● **BRIEF**
Using the listing that follows, return every line with the word "first".

▽

//! Provider-agnostic view of an inbound tenant-mapping request.
//!
//! The gateway forwards `{subject, extra, header}` as JSON together with the
//! original HTTP headers. Providers read claims and headers exclusively
//! through [`RequestData`] so that "absent" is reported uniformly as
//! [`MappingError::KeyDoesNotExist`].

pub mod keys;

use std::collections::BTreeMap;

use http::HeaderMap;
use serde::{Deserialize, Deserializer, Serialize};
use serde_json::{Map, Value};

use crate::authenticator::Coordinates;
use crate::error::{MappingError, ResultExt};
use crate::model::{AuthDetails, AuthFlow, ConsumerType, ObjectContext};
use crate::utils::lookup_claim;

use keys::*;

fn null_as_default<'de, D, T>(deserializer: D) -> Result<T, D::Error>
where
    D: Deserializer<'de>,
    T: Default + Deserialize<'de>,
{
    Ok(Option::<T>::deserialize(deserializer)?.unwrap_or_default())
}

/// JSON body of a tenant-mapping request.
#[derive(Debug, Clone, Default, PartialEq, Serialize, Deserialize)]
pub struct RequestBody {
    #[serde(default)]
    pub subject: String,
    #[serde(default, deserialize_with = "null_as_default")]
    pub extra: Map<String, Value>,
    #[serde(default, deserialize_with = "null_as_default")]
    pub header: BTreeMap<String, Vec<String>>,
}

/// Request body plus the headers of the HTTP request that carried it.
#[derive(Debug, Clone, Default)]
pub struct RequestData {
    pub body: RequestBody,
    pub header: HeaderMap,
}

impl RequestData {
    pub fn new(body: RequestBody, header: HeaderMap) -> Self {
        Self { body, header }
    }

    /// Parse a raw JSON body.
    pub fn from_slice(bytes: &[u8], header: HeaderMap) -> Result<Self, MappingError> {
        let body: RequestBody = serde_json::from_slice(bytes)
            .map_err(|e| MappingError::invalid_data(format!("while decoding request body: {}", e)))?;
        Ok(Self::new(body, header))
    }

    /// First value of a header, looking at the forwarded header map first
    /// and at the carrying request second. Names are case-insensitive.
    pub fn header_value(&self, name: &str) -> Option<&str> {
        let forwarded = self
            .body
            .header
            .iter()
            .find(|(k, _)| k.eq_ignore_ascii_case(name))
            .and_then(|(_, values)| values.first())
            .map(String::as_str)
            .filter(|v| !v.is_empty());

        forwarded.or_else(|| {
            self.header
                .get(name)
                .and_then(|v| v.to_str().ok())
                .filter(|v| !v.is_empty())
        })
    }

    pub fn extra_value(&self, key: &str) -> Option<&Value> {
        lookup_claim(&self.body.extra, key)
    }

    pub fn has_extra(&self, key: &str) -> bool {
        self.extra_value(key).is_some()
    }

    /// String claim at `key` (dotted paths allowed).
    pub fn get_string(&self, key: &str) -> Result<String, MappingError> {
        match self.extra_value(key) {
            None => Err(MappingError::KeyDoesNotExist(key.to_string())),
            Some(Value::String(s)) => Ok(s.clone()),
            Some(_) => Err(cast_error("string").wrap(format!("while parsing the value for key={}", key))),
        }
    }

    /// List-of-strings claim at `key`. Any non-string element is an error.
    pub fn get_string_list(&self, key: &str) -> Result<Vec<String>, MappingError> {
        let value = self
            .extra_value(key)
            .ok_or_else(|| MappingError::KeyDoesNotExist(key.to_string()))?;
        let items = value
            .as_array()
            .ok_or_else(|| cast_error("list"))
            .wrap_err_with(|| format!("while parsing the value for key={}", key))?;

        items
            .iter()
            .map(|item| item.as_str().map(str::to_string).ok_or_else(|| cast_error("string")))
            .collect::<Result<Vec<_>, _>>()
            .wrap_err_with(|| format!("while parsing the value for key={}", key))
    }

    /// External tenant id from the `tenant` claim, falling back to the
    /// `tenant` header.
    pub fn get_external_tenant_id(&self) -> Result<String, MappingError> {
        match self.get_string(EXTERNAL_TENANT_KEY) {
            Err(e) if e.is_key_does_not_exist() => self
                .header_value(EXTERNAL_TENANT_KEY)
                .map(str::to_string)
                .ok_or(e),
            other => other,
        }
    }

    /// Space-joined scopes from the `scope` claim (string or list), falling
    /// back to the `scope` header.
    pub fn get_scopes(&self) -> Result<String, MappingError> {
        match self.extra_value(SCOPES_KEY) {
            Some(Value::String(s)) => Ok(s.clone()),
            Some(Value::Array(_)) => Ok(self.get_string_list(SCOPES_KEY)?.join(" ")),
            Some(_) => Err(cast_error("string")
                .wrap(format!("while parsing the value for key={}", SCOPES_KEY))),
            None => self
                .header_value(SCOPES_KEY)
                .map(str::to_string)
                .ok_or_else(|| MappingError::KeyDoesNotExist(SCOPES_KEY.to_string())),
        }
    }

    /// Group names from the `groups` claim; non-string entries are ignored.
    pub fn get_user_groups(&self) -> Vec<String> {
        self.string_entries(USER_GROUPS_KEY)
    }

    /// Tenant access levels declared by a certificate caller.
    pub fn get_access_levels(&self) -> Vec<String> {
        self.string_entries(ACCESS_LEVELS_KEY)
    }

    fn string_entries(&self, key: &str) -> Vec<String> {
        self.extra_value(key)
            .and_then(Value::as_array)
            .map(|items| {
                items
                    .iter()
                    .filter_map(Value::as_str)
                    .filter(|s| !s.is_empty())
                    .map(str::to_string)
                    .collect()
            })
            .unwrap_or_default()
    }

    /// Consumer type declared in the `consumer_type` claim, or `default`
    /// when the claim is absent.
    pub fn get_consumer_type(&self, default: ConsumerType) -> Result<ConsumerType, MappingError> {
        match self.get_string(CONSUMER_TYPE_KEY) {
            Ok(raw) => ConsumerType::from_claim(&raw)
                .ok_or_else(|| MappingError::internal(format!("unknown consumer type {}", raw))),
            Err(e) if e.is_key_does_not_exist() => Ok(default),
            Err(e) => Err(e),
        }
    }

    /// Coordinates of the authenticator that already validated the token.
    pub fn authenticator_coordinates(&self) -> Result<Option<Coordinates>, MappingError> {
        match self.body.extra.get(AUTHENTICATOR_COORDINATES_KEY) {
            None | Some(Value::Null) => Ok(None),
            Some(v) => serde_json::from_value(v.clone()).map(Some).map_err(|e| {
                MappingError::invalid_data(format!("malformed authenticator coordinates: {}", e))
            }),
        }
    }

    pub fn cert_client_id(&self) -> Option<&str> {
        self.header_value(CLIENT_ID_CERT_HEADER)
    }

    pub fn cert_issuer(&self) -> Option<&str> {
        self.header_value(CLIENT_CERT_ISSUER_HEADER)
    }

    /// Whether the request carries a client certificate minted by the
    /// external certificate service.
    pub fn is_cert_service_request(&self) -> bool {
        self.cert_client_id().is_some() && self.cert_issuer() == Some(EXTERNAL_ISSUER)
    }

    /// Classify how a programmatic caller authenticated: an OAuth2 client id
    /// claim, a client certificate, or a redeemed one-time token, in that
    /// order of precedence.
    pub fn classify_auth_flow(&self) -> Result<Option<AuthDetails>, MappingError> {
        match self.get_string(CLIENT_ID_KEY) {
            Ok(client_id) => return Ok(Some(AuthDetails::new(client_id, AuthFlow::OAuth2))),
            Err(e) if !e.is_key_does_not_exist() => return Err(e),
            Err(_) => {}
        }

        if let Some(client_id) = self.cert_client_id() {
            let mut details = AuthDetails::new(client_id, AuthFlow::Certificate);
            details.cert_issuer = self.cert_issuer().map(str::to_string);
            return Ok(Some(details));
        }

        if let Some(client_id) = self.header_value(CLIENT_ID_TOKEN_HEADER) {
            return Ok(Some(AuthDetails::new(client_id, AuthFlow::OneTimeToken)));
        }

        Ok(None)
    }
}

fn cast_error(target: &str) -> MappingError {
    MappingError::internal(format!("unable to cast the value to a {} type", target))
}

/// Fold a resolved context into the request body, leaving every other
/// `extra` entry untouched.
pub fn fold_object_context(mut body: RequestBody, ctx: &ObjectContext) -> RequestBody {
    let tenant = serde_json::json!({
        CONSUMER_TENANT_KEY: ctx.tenant.tenant_id.as_str(),
        EXTERNAL_TENANT_OUT_KEY: ctx.tenant.external_tenant_id.as_str(),
    });

    body.extra
        .insert(EXTERNAL_TENANT_KEY.to_string(), Value::String(tenant.to_string()));
    body.extra
        .insert(SCOPES_KEY.to_string(), Value::String(ctx.scopes.clone()));
    body.extra
        .insert(OBJECT_ID_KEY.to_string(), Value::String(ctx.consumer_id.clone()));
    body.extra.insert(
        OBJECT_TYPE_KEY.to_string(),
        Value::String(ctx.consumer_type.to_string()),
    );
    body
}

#[cfg(test)]
mod tests {
    use super::*;
    use crate::model::{ProviderKind, TenantContext};
    use http::{HeaderName, HeaderValue};
    use serde_json::json;

    fn set_header(map: &mut HeaderMap, name: &str, value: &str) {
        map.insert(
            HeaderName::from_bytes(name.as_bytes()).unwrap(),
            HeaderValue::from_str(value).unwrap(),
        );
    }

    fn request(extra: Value) -> RequestData {
        let body = RequestBody {
            extra: extra.as_object().cloned().unwrap_or_default(),
            ..Default::default()
        };
        RequestData::new(body, HeaderMap::new())
    }

    #[test]
    fn test_body_accepts_null_sections() {
        let data = RequestData::from_slice(
            br#"{"subject":"s","extra":null,"header":null}"#,
            HeaderMap::new(),
        )
        .unwrap();
        assert_eq!(data.body.subject, "s");
        assert!(data.body.extra.is_empty());
        assert!(data.body.header.is_empty());
    }

    #[test]
    fn test_malformed_body_is_invalid_data() {
        let err = RequestData::from_slice(b"{not json", HeaderMap::new()).unwrap_err();
        assert_eq!(err.kind(), crate::error::ErrorKind::InvalidData);
    }

    #[test]
    fn test_get_string_missing_and_wrong_type() {
        let data = request(json!({"name": "alice", "client_id": 42}));
        assert_eq!(data.get_string("name").unwrap(), "alice");
        assert!(data.get_string("tenant").unwrap_err().is_key_does_not_exist());

        let err = data.get_string("client_id").unwrap_err();
        assert!(!err.is_key_does_not_exist());
        assert!(err.to_string().contains("unable to cast the value to a string type"));
    }

    #[test]
    fn test_header_lookup_prefers_forwarded_headers() {
        let mut body = RequestBody::default();
        body.header.insert(
            "client-id-from-certificate".to_string(),
            vec!["from-body".to_string()],
        );
        let mut header = HeaderMap::new();
        set_header(&mut header, CLIENT_ID_CERT_HEADER, "from-request");
        set_header(&mut header, CLIENT_CERT_ISSUER_HEADER, EXTERNAL_ISSUER);

        let data = RequestData::new(body, header);
        assert_eq!(data.cert_client_id(), Some("from-body"));
        assert_eq!(data.cert_issuer(), Some(EXTERNAL_ISSUER));
        assert!(data.is_cert_service_request());
    }

    #[test]
    fn test_external_tenant_falls_back_to_header() {
        let mut data = request(json!({}));
        assert!(data.get_external_tenant_id().unwrap_err().is_key_does_not_exist());

        data.header.insert("tenant", HeaderValue::from_static("ext-9"));
        assert_eq!(data.get_external_tenant_id().unwrap(), "ext-9");

        let data = request(json!({"tenant": "ext-1"}));
        assert_eq!(data.get_external_tenant_id().unwrap(), "ext-1");
    }

    #[test]
    fn test_scopes_string_or_list() {
        assert_eq!(request(json!({"scope": "a b"})).get_scopes().unwrap(), "a b");
        assert_eq!(
            request(json!({"scope": ["a", "b"]})).get_scopes().unwrap(),
            "a b"
        );
        assert!(request(json!({"scope": ["a", 1]})).get_scopes().is_err());
        assert!(request(json!({})).get_scopes().unwrap_err().is_key_does_not_exist());
    }

    #[test]
    fn test_groups_and_access_levels_skip_non_strings() {
        let data = request(json!({
            "groups": ["g1", 2, "g2", ""],
            "tenant_access_levels": ["account", null],
        }));
        assert_eq!(data.get_user_groups(), vec!["g1", "g2"]);
        assert_eq!(data.get_access_levels(), vec!["account"]);
        assert!(request(json!({"groups": "g1"})).get_user_groups().is_empty());
    }

    #[test]
    fn test_consumer_type_claim() {
        let data = request(json!({}));
        assert_eq!(
            data.get_consumer_type(ConsumerType::IntegrationSystem).unwrap(),
            ConsumerType::IntegrationSystem
        );
        let data = request(json!({"consumer_type": "Runtime"}));
        assert_eq!(
            data.get_consumer_type(ConsumerType::IntegrationSystem).unwrap(),
            ConsumerType::Runtime
        );
        let data = request(json!({"consumer_type": "Robot"}));
        assert!(data.get_consumer_type(ConsumerType::Runtime).is_err());
    }

    #[test]
    fn test_classify_auth_flow_precedence() {
        let mut data = request(json!({"client_id": "sa-1"}));
        set_header(&mut data.header, CLIENT_ID_CERT_HEADER, "cert-1");
        let details = data.classify_auth_flow().unwrap().unwrap();
        assert_eq!(details.auth_flow, AuthFlow::OAuth2);
        assert_eq!(details.auth_id, "sa-1");

        let mut data = request(json!({}));
        set_header(&mut data.header, CLIENT_ID_CERT_HEADER, "cert-1");
        set_header(&mut data.header, CLIENT_ID_TOKEN_HEADER, "ott-1");
        let details = data.classify_auth_flow().unwrap().unwrap();
        assert_eq!(details.auth_flow, AuthFlow::Certificate);

        let mut data = request(json!({}));
        set_header(&mut data.header, CLIENT_ID_TOKEN_HEADER, "ott-1");
        let details = data.classify_auth_flow().unwrap().unwrap();
        assert_eq!(details.auth_flow, AuthFlow::OneTimeToken);

        assert!(request(json!({})).classify_auth_flow().unwrap().is_none());
        assert!(request(json!({"client_id": 1})).classify_auth_flow().is_err());
    }

    #[test]
    fn test_fold_object_context_keeps_other_entries() {
        let data = request(json!({"name": "alice", "scope": "old"}));
        let ctx = ObjectContext {
            tenant: TenantContext::new("ext-1", "int-1"),
            scopes: "x:read".to_string(),
            consumer_id: "alice".to_string(),
            consumer_type: ConsumerType::StaticUser,
            auth_flow: AuthFlow::Jwt,
            region: None,
            provider: ProviderKind::StaticUser,
            oauth_client_id: None,
        };

        let body = fold_object_context(data.body, &ctx);
        assert_eq!(body.extra["name"], json!("alice"));
        assert_eq!(body.extra["scope"], json!("x:read"));
        assert_eq!(body.extra["objectID"], json!("alice"));
        assert_eq!(body.extra["objectType"], json!("Static User"));

        let tenant: Value =
            serde_json::from_str(body.extra["tenant"].as_str().unwrap()).unwrap();
        assert_eq!(
            tenant,
            json!({"consumerTenant": "int-1", "externalTenant": "ext-1"})
        );
    }
}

△

● **OUTPUT OF THE TASK**
    /// First value of a header, looking at the forwarded header map first
            .and_then(|(_, values)| values.first())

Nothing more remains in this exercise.